[Collected data]
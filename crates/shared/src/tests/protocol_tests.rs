use super::*;
use crate::error::ErrorKind;

fn decode(body: &str) -> Result<ResultSet, ErrorInfo> {
    SearchResponseDto::from_slice(body.as_bytes())?.into_result_set()
}

#[test]
fn maps_entries_in_server_order() {
    let set = decode(
        r#"{
            "Search": [
                {"Title": "Star Wars", "Year": "1977", "imdbID": "tt0076759", "Type": "movie",
                 "Poster": "https://m.media-amazon.com/images/sw.jpg"},
                {"Title": "The Empire Strikes Back", "Year": "1980", "imdbID": "tt0080684",
                 "Type": "movie", "Poster": "N/A"}
            ],
            "totalResults": "2",
            "Response": "True"
        }"#,
    )
    .expect("decode");

    assert_eq!(set.len(), 2);
    let first = &set.records()[0];
    assert_eq!(first.id.as_str(), "tt0076759");
    assert_eq!(first.title, "Star Wars");
    assert_eq!(first.year, "1977");
    assert_eq!(
        first.poster_url.as_deref(),
        Some("https://m.media-amazon.com/images/sw.jpg")
    );
    assert_eq!(set.records()[1].poster_url, None);
}

#[test]
fn drops_entries_missing_required_fields() {
    let set = decode(
        r#"{
            "Response": "True",
            "Search": [
                {"Title": "No Id", "Year": "1999", "Poster": "N/A"},
                {"Title": "Blank Id", "Year": "1999", "imdbID": "  ", "Poster": "N/A"},
                {"Year": "1999", "imdbID": "tt1", "Poster": "N/A"},
                {"Title": "No Poster", "Year": "1999", "imdbID": "tt2"},
                {"Title": 42, "Year": "1999", "imdbID": "tt3", "Poster": "N/A"},
                "not an object",
                {"Title": "Kept", "Year": "2001", "imdbID": "tt4", "Poster": "N/A"}
            ]
        }"#,
    )
    .expect("decode");

    let ids: Vec<&str> = set.iter().map(|r| r.id.as_str()).collect();
    assert_eq!(ids, vec!["tt4"]);
}

#[test]
fn false_response_carries_server_message_verbatim() {
    let err = decode(r#"{"Response": "False", "Error": "Movie not found!"}"#).expect_err("false");
    assert_eq!(err.kind, ErrorKind::NoResults);
    assert_eq!(err.message, "Movie not found!");
}

#[test]
fn false_response_without_message_is_still_no_results() {
    let err = decode(r#"{"Response": "False"}"#).expect_err("false");
    assert_eq!(err.kind, ErrorKind::NoResults);
    assert_eq!(err.message, "");
}

#[test]
fn unrecognized_envelopes_are_malformed() {
    for body in [
        "<html>oops</html>",
        "[]",
        r#"{"Search": []}"#,
        r#"{"Response": "Maybe"}"#,
        r#"{"Response": "True"}"#,
        r#"{"Response": "True", "Search": {"Title": "x"}}"#,
    ] {
        let err = decode(body).expect_err(body);
        assert_eq!(err.kind, ErrorKind::MalformedResponse, "body: {body}");
    }
}

#[test]
fn error_info_serializes_flat() {
    let info = ErrorInfo::http(503, "service unavailable");
    let json = serde_json::to_value(&info).expect("serialize");
    assert_eq!(
        json,
        serde_json::json!({"kind": "http_error", "status": 503, "message": "service unavailable"})
    );
    assert_eq!(info.to_string(), "http error 503: service unavailable");
}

DESCRIPTION OF THE TASK: Give the lines from the one containing "error 503: service" through the end of the entries again, exactly as written and with no other lines.

FINISHED TASK:
    assert_eq!(info.to_string(), "http error 503: service unavailable");
}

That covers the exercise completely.